- GOAL OF THE EXERCISE
For each record here, output an exact copy.

- LISTED ENTRIES
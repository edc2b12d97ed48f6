//! Flight Registry Module
//!
//! Coalesces concurrent computations for the same key into a single
//! in-flight task (single-flight).
//!
//! The first caller for a key leads: it spawns the computation and registers
//! the flight. Every later caller joins and waits on the same result
//! channel. The result is broadcast over a `watch` channel so waiters that
//! subscribe after publication still observe the final value.
//!
//! Lock discipline: the registry mutex is only ever held for map bookkeeping,
//! never across an await. Code holding a shard lock must not touch the
//! registry.

use std::collections::HashMap;

use parking_lot::Mutex;
use tokio::sync::watch;
use tokio::task::JoinHandle;
use tracing::debug;

use crate::error::Result;

// == Channel Types ==
/// Outcome of one flight, shared verbatim with every waiter.
pub(crate) type FlightResult = Result<Vec<u8>>;
/// Sender half handed to the flight task.
pub(crate) type ResultSender = watch::Sender<Option<FlightResult>>;
/// Receiver half held by each waiter.
pub(crate) type ResultReceiver = watch::Receiver<Option<FlightResult>>;

// == Flight State ==
/// Bookkeeping for one in-flight computation.
#[derive(Debug)]
struct FlightState {
    /// Receiver cloned out to each joining waiter
    rx: ResultReceiver,
    /// Number of callers currently waiting on this flight
    waiters: usize,
    /// Handle to the computation task, aborted when the last waiter leaves
    handle: JoinHandle<()>,
}

// == Join Outcome ==
/// Whether the caller led a new flight or joined an existing one.
pub(crate) enum JoinOutcome {
    /// This caller registered the computation
    Led(ResultReceiver),
    /// Another caller got there first; wait alongside it
    Joined(ResultReceiver),
}

// == Flight Group ==
/// Per-key registry of in-flight computations.
#[derive(Debug, Default)]
pub(crate) struct FlightGroup {
    flights: Mutex<HashMap<String, FlightState>>,
}

impl FlightGroup {
    // == Constructor ==
    pub(crate) fn new() -> Self {
        Self::default()
    }

    // == Join Or Lead ==
    /// Joins the flight for `key` if one is registered, otherwise leads a
    /// new one.
    ///
    /// `lead` receives the sender half and must return the handle of the
    /// spawned computation task; it runs under the registry lock, so exactly
    /// one caller can lead per key.
    pub(crate) fn join_or_lead<F>(&self, key: &str, lead: F) -> JoinOutcome
    where
        F: FnOnce(ResultSender) -> JoinHandle<()>,
    {
        let mut flights = self.flights.lock();

        if let Some(state) = flights.get_mut(key) {
            state.waiters += 1;
            debug!(key, waiters = state.waiters, "joined in-flight computation");
            return JoinOutcome::Joined(state.rx.clone());
        }

        let (tx, rx) = watch::channel(None);
        let handle = lead(tx);
        flights.insert(
            key.to_string(),
            FlightState {
                rx: rx.clone(),
                waiters: 1,
                handle,
            },
        );
        JoinOutcome::Led(rx)
    }

    // == Complete ==
    /// Deregisters the flight for `key` after its result was published.
    ///
    /// Idempotent: completing an unknown or already-removed flight is a
    /// no-op, so both the flight task and waiters observing a dead channel
    /// may call it.
    pub(crate) fn complete(&self, key: &str) {
        self.flights.lock().remove(key);
    }

    // == Leave ==
    /// Drops one waiter out of the flight for `key` before its result
    /// arrived.
    ///
    /// When the last waiter leaves, the computation task is aborted and the
    /// flight deregistered; nobody is left to consume the result.
    pub(crate) fn leave(&self, key: &str) {
        let mut flights = self.flights.lock();

        if let Some(state) = flights.get_mut(key) {
            state.waiters = state.waiters.saturating_sub(1);
            if state.waiters == 0 {
                debug!(key, "last waiter cancelled; aborting flight");
                state.handle.abort();
                flights.remove(key);
            }
        }
    }

    // == In-Flight Count ==
    /// Number of currently registered flights.
    #[cfg(test)]
    pub(crate) fn in_flight(&self) -> usize {
        self.flights.lock().len()
    }
}

// == Unit Tests ==
#[cfg(test)]
mod tests {
    use super::*;

    fn noop_lead(tx: ResultSender) -> JoinHandle<()> {
        tokio::spawn(async move {
            let _ = tx.send(Some(Ok(b"done".to_vec())));
        })
    }

    #[tokio::test]
    async fn test_first_caller_leads() {
        let group = FlightGroup::new();

        match group.join_or_lead("k", noop_lead) {
            JoinOutcome::Led(_) => {}
            JoinOutcome::Joined(_) => panic!("first caller must lead"),
        }
        assert_eq!(group.in_flight(), 1);
    }

    #[tokio::test]
    async fn test_second_caller_joins() {
        let group = FlightGroup::new();

        let _first = group.join_or_lead("k", |tx| {
            tokio::spawn(async move {
                // Hold the flight open; never publish
                drop(tx);
                std::future::pending::<()>().await;
            })
        });

        match group.join_or_lead("k", |_| panic!("lead must not run for a joiner")) {
            JoinOutcome::Joined(_) => {}
            JoinOutcome::Led(_) => panic!("second caller must join"),
        }
        assert_eq!(group.in_flight(), 1);
    }

    #[tokio::test]
    async fn test_distinct_keys_fly_independently() {
        let group = FlightGroup::new();

        let _a = group.join_or_lead("a", noop_lead);
        let _b = group.join_or_lead("b", noop_lead);

        assert_eq!(group.in_flight(), 2);
    }

    #[tokio::test]
    async fn test_complete_deregisters() {
        let group = FlightGroup::new();

        let _ = group.join_or_lead("k", noop_lead);
        group.complete("k");
        group.complete("k"); // idempotent

        assert_eq!(group.in_flight(), 0);
    }

    #[tokio::test]
    async fn test_last_leaver_aborts_task() {
        let group = FlightGroup::new();

        let _first = group.join_or_lead("k", |tx| {
            tokio::spawn(async move {
                let _tx = tx;
                std::future::pending::<()>().await;
            })
        });
        let _second = group.join_or_lead("k", |_| unreachable!());

        group.leave("k");
        assert_eq!(group.in_flight(), 1, "one waiter left, flight stays");

        group.leave("k");
        assert_eq!(group.in_flight(), 0, "last leaver tears the flight down");
    }

    #[tokio::test]
    async fn test_leave_after_completion_is_noop() {
        let group = FlightGroup::new();

        let _ = group.join_or_lead("k", noop_lead);
        group.complete("k");
        group.leave("k");

        assert_eq!(group.in_flight(), 0);
    }
}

- SOLUTION FOR THIS TASK
repository edc2b12d97ed48f6
//! Flight Registry Module
//!
//! Coalesces concurrent computations for the same key into a single
//! in-flight task (single-flight).
//!
//! The first caller for a key leads: it spawns the computation and registers
//! the flight. Every later caller joins and waits on the same result
//! channel. The result is broadcast over a `watch` channel so waiters that
//! subscribe after publication still observe the final value.
//!
//! Lock discipline: the registry mutex is only ever held for map bookkeeping,
//! never across an await. Code holding a shard lock must not touch the
//! registry.

use std::collections::HashMap;

use parking_lot::Mutex;
use tokio::sync::watch;
use tokio::task::JoinHandle;
use tracing::debug;

use crate::error::Result;

// == Channel Types ==
/// Outcome of one flight, shared verbatim with every waiter.
pub(crate) type FlightResult = Result<Vec<u8>>;
/// Sender half handed to the flight task.
pub(crate) type ResultSender = watch::Sender<Option<FlightResult>>;
/// Receiver half held by each waiter.
pub(crate) type ResultReceiver = watch::Receiver<Option<FlightResult>>;

// == Flight State ==
/// Bookkeeping for one in-flight computation.
#[derive(Debug)]
struct FlightState {
    /// Receiver cloned out to each joining waiter
    rx: ResultReceiver,
    /// Number of callers currently waiting on this flight
    waiters: usize,
    /// Handle to the computation task, aborted when the last waiter leaves
    handle: JoinHandle<()>,
}

// == Join Outcome ==
/// Whether the caller led a new flight or joined an existing one.
pub(crate) enum JoinOutcome {
    /// This caller registered the computation
    Led(ResultReceiver),
    /// Another caller got there first; wait alongside it
    Joined(ResultReceiver),
}

// == Flight Group ==
/// Per-key registry of in-flight computations.
#[derive(Debug, Default)]
pub(crate) struct FlightGroup {
    flights: Mutex<HashMap<String, FlightState>>,
}

impl FlightGroup {
    // == Constructor ==
    pub(crate) fn new() -> Self {
        Self::default()
    }

    // == Join Or Lead ==
    /// Joins the flight for `key` if one is registered, otherwise leads a
    /// new one.
    ///
    /// `lead` receives the sender half and must return the handle of the
    /// spawned computation task; it runs under the registry lock, so exactly
    /// one caller can lead per key.
    pub(crate) fn join_or_lead<F>(&self, key: &str, lead: F) -> JoinOutcome
    where
        F: FnOnce(ResultSender) -> JoinHandle<()>,
    {
        let mut flights = self.flights.lock();

        if let Some(state) = flights.get_mut(key) {
            state.waiters += 1;
            debug!(key, waiters = state.waiters, "joined in-flight computation");
            return JoinOutcome::Joined(state.rx.clone());
        }

        let (tx, rx) = watch::channel(None);
        let handle = lead(tx);
        flights.insert(
            key.to_string(),
            FlightState {
                rx: rx.clone(),
                waiters: 1,
                handle,
            },
        );
        JoinOutcome::Led(rx)
    }

    // == Complete ==
    /// Deregisters the flight for `key` after its result was published.
    ///
    /// Idempotent: completing an unknown or already-removed flight is a
    /// no-op, so both the flight task and waiters observing a dead channel
    /// may call it.
    pub(crate) fn complete(&self, key: &str) {
        self.flights.lock().remove(key);
    }

    // == Leave ==
    /// Drops one waiter out of the flight for `key` before its result
    /// arrived.
    ///
    /// When the last waiter leaves, the computation task is aborted and the
    /// flight deregistered; nobody is left to consume the result.
    pub(crate) fn leave(&self, key: &str) {
        let mut flights = self.flights.lock();

        if let Some(state) = flights.get_mut(key) {
            state.waiters = state.waiters.saturating_sub(1);
            if state.waiters == 0 {
                debug!(key, "last waiter cancelled; aborting flight");
                state.handle.abort();
                flights.remove(key);
            }
        }
    }

    // == In-Flight Count ==
    /// Number of currently registered flights.
    #[cfg(test)]
    pub(crate) fn in_flight(&self) -> usize {
        self.flights.lock().len()
    }
}

// == Unit Tests ==
#[cfg(test)]
mod tests {
    use super::*;

    fn noop_lead(tx: ResultSender) -> JoinHandle<()> {
        tokio::spawn(async move {
            let _ = tx.send(Some(Ok(b"done".to_vec())));
        })
    }

    #[tokio::test]
    async fn test_first_caller_leads() {
        let group = FlightGroup::new();

        match group.join_or_lead("k", noop_lead) {
            JoinOutcome::Led(_) => {}
            JoinOutcome::Joined(_) => panic!("first caller must lead"),
        }
        assert_eq!(group.in_flight(), 1);
    }

    #[tokio::test]
    async fn test_second_caller_joins() {
        let group = FlightGroup::new();

        let _first = group.join_or_lead("k", |tx| {
            tokio::spawn(async move {
                // Hold the flight open; never publish
                drop(tx);
                std::future::pending::<()>().await;
            })
        });

        match group.join_or_lead("k", |_| panic!("lead must not run for a joiner")) {
            JoinOutcome::Joined(_) => {}
            JoinOutcome::Led(_) => panic!("second caller must join"),
        }
        assert_eq!(group.in_flight(), 1);
    }

    #[tokio::test]
    async fn test_distinct_keys_fly_independently() {
        let group = FlightGroup::new();

        let _a = group.join_or_lead("a", noop_lead);
        let _b = group.join_or_lead("b", noop_lead);

        assert_eq!(group.in_flight(), 2);
    }

    #[tokio::test]
    async fn test_complete_deregisters() {
        let group = FlightGroup::new();

        let _ = group.join_or_lead("k", noop_lead);
        group.complete("k");
        group.complete("k"); // idempotent

        assert_eq!(group.in_flight(), 0);
    }

    #[tokio::test]
    async fn test_last_leaver_aborts_task() {
        let group = FlightGroup::new();

        let _first = group.join_or_lead("k", |tx| {
            tokio::spawn(async move {
                let _tx = tx;
                std::future::pending::<()>().await;
            })
        });
        let _second = group.join_or_lead("k", |_| unreachable!());

        group.leave("k");
        assert_eq!(group.in_flight(), 1, "one waiter left, flight stays");

        group.leave("k");
        assert_eq!(group.in_flight(), 0, "last leaver tears the flight down");
    }

    #[tokio::test]
    async fn test_leave_after_completion_is_noop() {
        let group = FlightGroup::new();

        let _ = group.join_or_lead("k", noop_lead);
        group.complete("k");
        group.leave("k");

        assert_eq!(group.in_flight(), 0);
    }
}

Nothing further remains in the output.